Desperate for leadership, Novgorod recalled Prince Alexander Nevsky, who had been exiled after falling out with the local nobility. His impact was immediate: by the end of 1241, Alexander had retaken all the captured land east of the Neva river, and a few months later he recaptured Pskov, too. Hoping to stem the tide, Prince-Bishop Hermann of Dorpat (now Tartu in Estonia) rallied the Knights and chased Alexander east. Retreating across the frozen Lake Peipus, Alexander spotted a strong defensive position at Raven’s Rock on the right shore. Here, with his infantry packed into the centre and his horsemen on the flanks, he would make his stand.
The charge of the knights on 5 April sounds like something from The Lord of the Rings. Most of the crusaders were probably Estonians rather than Germans, even though Eisenstein’s film portrays them all as cruel-faced, lantern-jawed Teutons.
They must have been an extraordinary sight, thundering west across the ice; even the Novgorod chronicler wrote that they drove “like a wedge through their enemy”. But Alexander had chosen his ground well, and as his flanks closed on the attackers, it was clear that the Knights’ charge was running out of steam. “The brothers’ banners were soon flying in the midst of the archers,” wrote a chronicler for the Order itself, “and swords were heard cutting helmets apart. Many from both sides fell dead on the grass. Then the brothers’ army was completely surrounded, for the Russians had so many troops that there were easily 60 men for every one German knight. The brothers fought well enough, but they were nonetheless cut down.”

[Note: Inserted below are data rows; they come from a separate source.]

//! Arpeggiator pattern generation.
//!
//! `generate` is pure apart from the RNG used by Random mode: sorted
//! input chord + mode + octave extension in, ordered note sequence out.
//! The caller schedules the notes; nothing here touches timing.

/// Max pattern length: 7 notes * 5 octave copies, rounded up for the
/// ping-pong modes.
pub const MAX_ARP_PATTERN: usize = 64;

/// Steps per arp note for each musical speed value
/// (1/32, 1/24, 1/16, 1/12, 1/8, 1/6, 1/4, 1/3, 1/2, 1/1).
pub const ARP_STEP_RATES: [f64; 10] = [
    0.5,
    2.0 / 3.0,
    1.0,
    4.0 / 3.0,
    2.0,
    8.0 / 3.0,
    4.0,
    16.0 / 3.0,
    8.0,
    16.0,
];

pub const NUM_ARP_SPEEDS: usize = ARP_STEP_RATES.len();
pub const DEFAULT_ARP_SPEED: u8 = 2; // 1/16 = one note per step

#[derive(Debug, Clone, Copy, PartialEq, Eq)]
pub enum ArpMode {
    Off,
    Up,
    Down,
    /// Up then down, endpoints repeated: C-E-G-E.
    UpDown,
    /// Down then up, endpoints repeated: G-E-C-E.
    DownUp,
    /// Up then down, endpoints played twice in a row: C-E-G-G-E-C.
    UpAndDown,
    DownAndUp,
    Random,
    /// Whole chord at each arp position.
    Chord,
    /// Outer pitches alternating inward: G-C-E.
    OutsideIn,
    /// Median outward: E-G-C.
    InsideOut,
    /// Low/high pairs moving in: C-G-E.
    Converge,
    /// Same arrangement as InsideOut.
    Diverge,
    /// Lowest note pedals between the others: C-C-E-C-G.
    Thumb,
    /// Highest note pedals: G-G-E-G-C.
    Pinky,
}

pub const NUM_ARP_MODES: usize = 15;

impl ArpMode {
    pub fn from_index(idx: i32) -> Option<Self> {
        match idx {
            0 => Some(ArpMode::Off),
            1 => Some(ArpMode::Up),
            2 => Some(ArpMode::Down),
            3 => Some(ArpMode::UpDown),
            4 => Some(ArpMode::DownUp),
            5 => Some(ArpMode::UpAndDown),
            6 => Some(ArpMode::DownAndUp),
            7 => Some(ArpMode::Random),
            8 => Some(ArpMode::Chord),
            9 => Some(ArpMode::OutsideIn),
            10 => Some(ArpMode::InsideOut),
            11 => Some(ArpMode::Converge),
            12 => Some(ArpMode::Diverge),
            13 => Some(ArpMode::Thumb),
            14 => Some(ArpMode::Pinky),
            _ => None,
        }
    }

    pub fn to_index(self) -> u8 {
        match self {
            ArpMode::Off => 0,
            ArpMode::Up => 1,
            ArpMode::Down => 2,
            ArpMode::UpDown => 3,
            ArpMode::DownUp => 4,
            ArpMode::UpAndDown => 5,
            ArpMode::DownAndUp => 6,
            ArpMode::Random => 7,
            ArpMode::Chord => 8,
            ArpMode::OutsideIn => 9,
            ArpMode::InsideOut => 10,
            ArpMode::Converge => 11,
            ArpMode::Diverge => 12,
            ArpMode::Thumb => 13,
            ArpMode::Pinky => 14,
        }
    }
}

/// Octave extension: shifted copies appended around the base pattern.
#[derive(Debug, Clone, Copy, PartialEq, Eq, Default)]
pub enum ArpOctave {
    #[default]
    None,
    Up1,
    Up2,
    Down1,
    Down2,
    Both1,
    Both2,
}

pub const NUM_ARP_OCTAVES: usize = 7;

impl ArpOctave {
    pub fn from_index(idx: i32) -> Option<Self> {
        match idx {
            0 => Some(ArpOctave::None),
            1 => Some(ArpOctave::Up1),
            2 => Some(ArpOctave::Up2),
            3 => Some(ArpOctave::Down1),
            4 => Some(ArpOctave::Down2),
            5 => Some(ArpOctave::Both1),
            6 => Some(ArpOctave::Both2),
            _ => None,
        }
    }

    pub fn to_index(self) -> u8 {
        match self {
            ArpOctave::None => 0,
            ArpOctave::Up1 => 1,
            ArpOctave::Up2 => 2,
            ArpOctave::Down1 => 3,
            ArpOctave::Down2 => 4,
            ArpOctave::Both1 => 5,
            ArpOctave::Both2 => 6,
        }
    }

    /// Semitone shifts applied, in playback order (0 = base pattern).
    fn shifts(self) -> &'static [i16] {
        match self {
            ArpOctave::None => &[0],
            ArpOctave::Up1 => &[0, 12],
            ArpOctave::Up2 => &[0, 12, 24],
            ArpOctave::Down1 => &[-12, 0],
            ArpOctave::Down2 => &[-24, -12, 0],
            ArpOctave::Both1 => &[-12, 0, 12],
            ArpOctave::Both2 => &[-24, -12, 0, 12, 24],
        }
    }
}

/// How a step's arp interacts with notes already sounding on the channel.
#[derive(Debug, Clone, Copy, PartialEq, Eq, Default)]
pub enum ArpLayer {
    /// Arps play over each other.
    #[default]
    Layer,
    /// New step kills previous notes on the channel first.
    Cut,
    /// Reserved for smooth transition; currently behaves like Layer.
    Legato,
}

pub const NUM_ARP_LAYERS: usize = 3;

impl ArpLayer {
    pub fn from_index(idx: i32) -> Option<Self> {
        match idx {
            0 => Some(ArpLayer::Layer),
            1 => Some(ArpLayer::Cut),
            2 => Some(ArpLayer::Legato),
            _ => None,
        }
    }

    pub fn to_index(self) -> u8 {
        match self {
            ArpLayer::Layer => 0,
            ArpLayer::Cut => 1,
            ArpLayer::Legato => 2,
        }
    }
}

fn push(out: &mut Vec<u8>, note: u8) {
    if out.len() < MAX_ARP_PATTERN {
        out.push(note);
    }
}

/// Generate the arp pattern for a chord.
///
/// Input notes are sorted by pitch before arranging. Octave-shifted
/// copies that would leave 0..=127 are dropped, not clipped.
pub fn generate(
    notes: &[u8],
    mode: ArpMode,
    octave: ArpOctave,
    rng: &mut fastrand::Rng,
) -> Vec<u8> {
    if notes.is_empty() || mode == ArpMode::Off {
        return Vec::new();
    }

    let mut sorted: Vec<u8> = notes.to_vec();
    sorted.sort_unstable();
    let n = sorted.len();

    let mut base = Vec::with_capacity(MAX_ARP_PATTERN);
    match mode {
        ArpMode::Off => unreachable!(),
        ArpMode::Up | ArpMode::Chord => {
            for &note in &sorted {
                push(&mut base, note);
            }
        }
        ArpMode::Down => {
            for &note in sorted.iter().rev() {
                push(&mut base, note);
            }
        }
        ArpMode::UpDown => {
            for &note in &sorted {
                push(&mut base, note);
            }
            for i in (1..n.saturating_sub(1)).rev() {
                push(&mut base, sorted[i]);
            }
        }
        ArpMode::DownUp => {
            for &note in sorted.iter().rev() {
                push(&mut base, note);
            }
            for i in 1..n.saturating_sub(1) {
                push(&mut base, sorted[i]);
            }
        }
        ArpMode::UpAndDown => {
            for &note in &sorted {
                push(&mut base, note);
            }
            for &note in sorted.iter().rev() {
                push(&mut base, note);
            }
        }
        ArpMode::DownAndUp => {
            for &note in sorted.iter().rev() {
                push(&mut base, note);
            }
            for &note in &sorted {
                push(&mut base, note);
            }
        }
        ArpMode::Random => {
            base.extend_from_slice(&sorted);
            // Fisher-Yates over the sorted set.
            for i in (1..base.len()).rev() {
                let j = rng.usize(0..=i);
                base.swap(i, j);
            }
        }
        ArpMode::OutsideIn => {
            for i in 0..(n + 1) / 2 {
                push(&mut base, sorted[n - 1 - i]);
                if i != n - 1 - i {
                    push(&mut base, sorted[i]);
                }
            }
        }
        ArpMode::InsideOut | ArpMode::Diverge => {
            let mid = n / 2;
            push(&mut base, sorted[mid]);
            for i in 1..=mid {
                if mid + i < n {
                    push(&mut base, sorted[mid + i]);
                }
                if mid >= i {
                    push(&mut base, sorted[mid - i]);
                }
            }
        }
        ArpMode::Converge => {
            for i in 0..(n + 1) / 2 {
                push(&mut base, sorted[i]);
                if i != n - 1 - i {
                    push(&mut base, sorted[n - 1 - i]);
                }
            }
        }
        ArpMode::Thumb => {
            push(&mut base, sorted[0]);
            for i in 1..n {
                push(&mut base, sorted[0]);
                push(&mut base, sorted[i]);
            }
        }
        ArpMode::Pinky => {
            push(&mut base, sorted[n - 1]);
            for i in (0..n - 1).rev() {
                push(&mut base, sorted[n - 1]);
                push(&mut base, sorted[i]);
            }
        }
    }

    if octave == ArpOctave::None {
        return base;
    }

    let mut out = Vec::with_capacity(MAX_ARP_PATTERN);
    for &shift in octave.shifts() {
        for &note in &base {
            let shifted = note as i16 + shift;
            if (0..=127).contains(&shifted) {
                push(&mut out, shifted as u8);
            }
        }
    }
    out
}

The Battle on the Ice was a landmark in eastern European history. Never again did the Teutonic Knights penetrate so far east, and even today Lake Peipus, located on the frontier between Russia and Estonia, marks the rough border between western and eastern Christianity.
For Alexander himself it was a milestone, winning him a reputation as the supreme champion of Orthodoxy. Later he was enthroned as Grand Prince of Vladimir, and in 1547 he was canonised as a Russian Orthodox saint.
Even Stalin saw him as a hero, and when Eisenstein’s film was released in 1938 it struck a powerful chord. Another war against the Germans was looming, and within six months an estimated 23 million Russians had seen the film. And even today, the Battle on the Ice continues to resonate with the people of Russia. Indeed, just five years ago Alexander Nevsky was voted the greatest Russian of all time – two places ahead of Stalin.